Friday, February 06, 2015

Hungry For Profit - The Amazon Oil Boom

Hungry for oil revenue, governments and fossil fuel companies are moving even further into one of the world's last great wildernesses, according to a new study in the open-access journal Environmental Research Letters. The total area set aside for oil and gas in the Western Amazon has grown by 150,000 square kilometers since 2008, now totaling more than 730,000 square kilometers—an area the size of Chile.

"The hydrocarbon frontier keeps pushing deeper into the Amazon," said lead author Matt Finer of the Amazon Conservation Association. "There needs to be a strategic plan for how future development takes place in regards to roads."

Oil and gas roads are considered major drivers of deforestation, especially in pristine places. Research has long shown that whenever an access road is built into the Amazon, destruction follows, including illegal logging, overhunting, slash-and-burn agriculture, and colonization.

"Furthermore, in the Amazon, oil and gas projects keep expanding into extremely remote locales, and so new access roads have the potential to open up some of the most intact remaining forests on Earth," Finer told mongabay.com. "One of our key findings in the paper is that there are at least 35 hydrocarbon discoveries across the western Amazon that have not been developed yet, and this number will surely grow as exploration continues. If each one brings with it a new access road system, some of the last remaining Amazon wilderness areas could be in trouble."



Oil and gas blocks in the Western Amazon. Click image to enlarge.
The research split the fossil fuel concessions into three areas: extraction, exploration, and promotion. Currently, extraction blocks only account for around seven percent of the total, meaning most of the oil blocs in the western Amazon—including Peru, Colombia, Ecuador, Bolivia, and western Brazil—are untapped.

Bolivia is behind almost half of the total expansion of oil and gas blocks in the region since 2008. In addition, Bolivia is one of two countries in the region—Ecuador as well—where fossil fuel extraction is allowed even in national parks.

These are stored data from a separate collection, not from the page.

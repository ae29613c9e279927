//! Background voltage-supervision poller.
//!
//! While a sink is subscribed, a dedicated thread samples the
//! supervision-state register once per poll period. Every successful
//! sample replaces the cached byte; samples with at least one channel
//! out of range are forwarded to the sink. A failed read skips the tick
//! so a transient bus fault cannot kill the loop.

use std::sync::atomic::{AtomicU8, Ordering};
use std::sync::{Arc, Mutex};
use std::thread::JoinHandle;
use std::time::Duration;

use crossbeam_channel::{bounded, Receiver, RecvTimeoutError, Sender};
use tracing::debug;

use crate::registers;
use crate::transport::SmbusTransport;

pub(crate) type SharedTransport = Arc<Mutex<Box<dyn SmbusTransport>>>;

/// Timer resource and subscription, owned by the device handle while a
/// sink is subscribed.
pub(crate) struct Poller {
    terminator_tx: Sender<()>,
    thread: Option<JoinHandle<()>>,
}

impl Poller {
    pub(crate) fn spawn(
        transport: SharedTransport,
        address: u16,
        period: Duration,
        sv_state: Arc<AtomicU8>,
        sink: Sender<u8>,
    ) -> Poller {
        let (terminator_tx, terminator_rx) = bounded(1);
        let thread = std::thread::spawn(move || {
            poll_supervision(transport, address, period, sv_state, sink, terminator_rx);
        });
        Poller {
            terminator_tx,
            thread: Some(thread),
        }
    }

    /// Cancel the timer and wait for the thread to exit. No notification
    /// is delivered after this returns.
    pub(crate) fn stop(&mut self) {
        let _ = self.terminator_tx.send(());
        if let Some(thread) = self.thread.take() {
            let _ = thread.join();
        }
    }
}

impl Drop for Poller {
    fn drop(&mut self) {
        self.stop();
    }
}

fn poll_supervision(
    transport: SharedTransport,
    address: u16,
    period: Duration,
    sv_state: Arc<AtomicU8>,
    sink: Sender<u8>,
    terminator_rx: Receiver<()>,
) {
    loop {
        match terminator_rx.recv_timeout(period) {
            Ok(()) | Err(RecvTimeoutError::Disconnected) => return,
            Err(RecvTimeoutError::Timeout) => (),
        }

        let sample = transport
            .lock()
            .unwrap()
            .read_byte_data(address, registers::VOLT_SVSTATE);

        match sample {
            Ok(state) => {
                sv_state.store(state, Ordering::Relaxed);
                if state != 0 && sink.send(state).is_err() {
                    debug!("supervision sink disconnected, dropping notification");
                }
            }
            Err(e) => {
                debug!("supervision poll failed, skipping tick: {}", e);
            }
        }
    }
}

"Bolivia has been aggressively creating new hydrocarbon concessions in its core Amazon area....They are currently finishing the drilling of an exploratory well (Lliquimuni) that could mark the first major hydrocarbon discovery in the Bolivian Amazon," said Finer. "If so, that could be a big game changer in Bolivia, bringing major hydrocarbon development to the [Bolivian] Amazon for first time."

In all, the study found documented 35 confirmed or suspected new oil and gas discoveries, especially in eastern Ecuador, northern Peru, and in the Brazilian state of Amazonas.

"Moreover, additional new discoveries are likely in coming years as all five countries aggressively promote increased exploration," the researchers write in the paper.

However, according to their findings, the massive impacts of oil and gas production could be mitigated—if not wholly eliminated—if governments and companies started treating the Amazon like off-shore oil and gas in the oceans.

"This model treats the forest as an ocean where access roads are not a possibility and the drilling platform is essentially an island in the forest accessed only by helicopter and/or river transport," said co-author and former U.S. Secretary of the Interior Bruce Babbitt, now a fellow with the Blue Moon Fund. "It essentially signifies roadless development."